■ WORK REQUIRED:
Extract the lines that carry the string "Some" from the listing.

■ EXCERPTED DATA:
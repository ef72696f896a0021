#![no_main]

use libfuzzer_sys::fuzz_target;
use folder_launcher::config::{StyleConfig, ThemeMode};

fuzz_target!(|data: &[u8]| {
    // Parse arbitrary JSON as a style file and resolve it; bad colours must
    // fall back to the palette rather than crash
    if let Ok(s) = std::str::from_utf8(data) {
        if let Ok(style) = serde_json::from_str::<StyleConfig>(s) {
            let _light = style.resolve(ThemeMode::Light);
            let _dark = style.resolve(ThemeMode::Dark);
        }
    }
});
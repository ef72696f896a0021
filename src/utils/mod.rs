//! Utility modules
//!
//! Provides icon extraction, logging and window placement.

pub mod icon_extractor;
pub mod logging;
pub mod window_placement;

pub use icon_extractor::{ICON_SIZE, extract_icon};
pub use logging::init_logging;
pub use window_placement::{SCREEN_MARGIN, centered_on_cursor, cursor_and_screen};
//! Shortcut resolution
//!
//! Turns decoded [`LinkData`] into the launch-relevant [`ShortcutInfo`]:
//! picks the best target path, expands `%VAR%` references and flags Store
//! app shortcuts.

use crate::error::{LauncherError, Result};
use crate::shortcut::link_data::{LinkData, LnkError};
use std::path::{Path, PathBuf};
use tracing::debug;

/// Marker that Store app shortcuts carry in their description
/// (`Microsoft.WindowsCalculator_8wekyb3d8bbwe!App`).
const STORE_APP_SENTINEL: char = '!';

/// Icon reference stored in a shortcut
#[derive(Debug, Clone, PartialEq, Eq, Hash)]
pub struct IconLocation {
    /// File holding the icon (`.exe`, `.dll` or `.ico`)
    pub path: PathBuf,
    /// Icon index inside the file; negative values are resource ids
    pub index: i32,
}

/// Launch-relevant contents of a resolved shortcut
#[derive(Debug, Clone, Default, PartialEq, Eq)]
pub struct ShortcutInfo {
    /// Target the shortcut points to, `None` when nothing usable was stored
    pub target_path: Option<PathBuf>,
    /// Command line arguments passed to the target
    pub arguments: String,
    /// Working directory for the target, empty when unset
    pub working_directory: String,
    /// Free-text description (comment) of the shortcut
    pub description: String,
    /// Icon to display for the shortcut
    pub icon_location: Option<IconLocation>,
    /// Whether this shortcut points at a Store app (never launched)
    pub is_store_app: bool,
}

impl ShortcutInfo {
    /// Build launch info from decoded link fields.
    ///
    /// `link_path` is the location of the `.lnk` file itself; relative targets
    /// are resolved against its directory. `lookup` supplies environment
    /// variables for `%VAR%` expansion.
    pub fn from_link(
        link: &LinkData,
        link_path: &Path,
        lookup: impl Fn(&str) -> Option<String>,
    ) -> Self {
        let target_path = select_target(link, link_path, &lookup);
        let description = link.name.clone().unwrap_or_default();
        let icon_location = link
            .icon_location
            .as_deref()
            .filter(|s| !s.is_empty())
            .map(|s| IconLocation {
                path: PathBuf::from(expand_environment(s, &lookup)),
                index: link.icon_index,
            });

        Self {
            target_path,
            arguments: link.arguments.clone().unwrap_or_default(),
            working_directory: link
                .working_dir
                .as_deref()
                .map(|s| expand_environment(s, &lookup))
                .unwrap_or_default(),
            is_store_app: is_store_shortcut(&description),
            description,
            icon_location,
        }
    }
}

/// Read and resolve the shortcut at `path`.
///
/// Oversized, unreadable or malformed files are reported as
/// [`LauncherError::ShortcutResolution`]. A shortcut without a usable target
/// is not an error here: it resolves with `target_path: None`.
pub fn resolve_shortcut(path: &Path) -> Result<ShortcutInfo> {
    let link = LinkData::read(path).map_err(|source| LauncherError::ShortcutResolution {
        path: path.to_path_buf(),
        source,
    })?;
    let info = ShortcutInfo::from_link(&link, path, |name| std::env::var(name).ok());

    debug!(
        "Resolved shortcut {}: target={:?}, store_app={}",
        path.display(),
        info.target_path,
        info.is_store_app
    );

    Ok(info)
}

/// Whether a shortcut description identifies a Store app.
///
/// Store app shortcuts store the application user model id
/// (`PackageFamilyName!AppId`) where a normal shortcut stores its comment, so
/// a `!` is taken as the marker. Ordinary comments that contain `!` are
/// misclassified.
pub fn is_store_shortcut(description: &str) -> bool {
    description.contains(STORE_APP_SENTINEL)
}

/// Expand `%NAME%` references using `lookup`.
///
/// Unknown variables and unterminated `%` sequences are left as written.
pub fn expand_environment(value: &str, lookup: impl Fn(&str) -> Option<String>) -> String {
    let mut out = String::with_capacity(value.len());
    let mut rest = value;

    while let Some(start) = rest.find('%') {
        out.push_str(&rest[..start]);
        let after = &rest[start + 1..];
        let Some(len) = after.find('%') else {
            out.push_str(&rest[start..]);
            return out;
        };

        let name = &after[..len];
        match (!name.is_empty()).then(|| lookup(name)).flatten() {
            Some(expanded) => {
                out.push_str(&expanded);
                rest = &after[len + 1..];
            }
            None => {
                // Keep the leading `%` and rescan from the closing one, which
                // may open the next reference
                out.push('%');
                out.push_str(name);
                rest = &after[len..];
            }
        }
    }

    out.push_str(rest);
    out
}

fn select_target(
    link: &LinkData,
    link_path: &Path,
    lookup: &impl Fn(&str) -> Option<String>,
) -> Option<PathBuf> {
    let absolute = [
        &link.environment_target,
        &link.local_target,
        &link.network_target,
    ]
    .into_iter()
    .find_map(|s| s.as_deref().filter(|s| !s.trim().is_empty()));

    if let Some(target) = absolute {
        return Some(PathBuf::from(expand_environment(target, lookup)));
    }

    let relative = link.relative_path.as_deref().filter(|s| !s.trim().is_empty())?;
    let relative = native_separators(&expand_environment(relative, lookup));
    let base = link_path.parent().unwrap_or_else(|| Path::new(""));
    Some(base.join(relative))
}

/// Shortcuts always use `\`; elsewhere the relative part is rewritten so it
/// joins onto a native path.
fn native_separators(path: &str) -> String {
    if cfg!(windows) {
        path.to_string()
    } else {
        path.replace('\\', "/")
    }
}
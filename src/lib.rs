//! Folder Launcher - launch applications, shortcuts and media from a folder
//!
//! Scans a folder for executables, Windows shortcuts and media files and
//! lists them in a small filterable window. Activating a row starts the
//! program or opens the file with its default handler.
//!
//! The library holds everything except the window itself:
//! [`scanner`] finds and classifies files, [`shortcut`] reads `.lnk` files,
//! [`launcher`] starts things and [`session`] keeps the listing state the
//! window renders.

// Module declarations
pub mod config;
pub mod error;
pub mod launcher;
pub mod scanner;
pub mod session;
pub mod shortcut;
pub mod utils;

#[cfg(test)]
pub(crate) mod test_utils;

// Re-export commonly used types
pub use error::{LauncherError, Result};
pub use launcher::{LaunchOutcome, Launcher};
pub use scanner::{FileDescriptor, ScanOptions, ScanReport, scan_folder};
pub use session::{ItemId, Session};
fn main() {
    // Compile Slint UI files
    slint_build::compile("ui/main.slint").unwrap();

    // Embed Windows resources (version info)
    #[cfg(windows)]
    {
        let mut res = winres::WindowsResource::new();
        res.set("ProductName", "Folder Launcher");
        res.set(
            "FileDescription",
            "Launch applications, shortcuts and media from a folder",
        );
        res.set("CompanyName", "Folder Launcher Contributors");
        res.set("OriginalFilename", "folder-launcher.exe");
        res.set("FileVersion", env!("CARGO_PKG_VERSION"));
        res.set("ProductVersion", env!("CARGO_PKG_VERSION"));
        res.compile().unwrap();
    }
}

■ RESULT OF THIS EXERCISE:
    while let Some(start) = rest.find('%') {
        let Some(len) = after.find('%') else {
            Some(expanded) => {
    if let Some(target) = absolute {
        return Some(PathBuf::from(expand_environment(target, lookup)));
    Some(base.join(relative))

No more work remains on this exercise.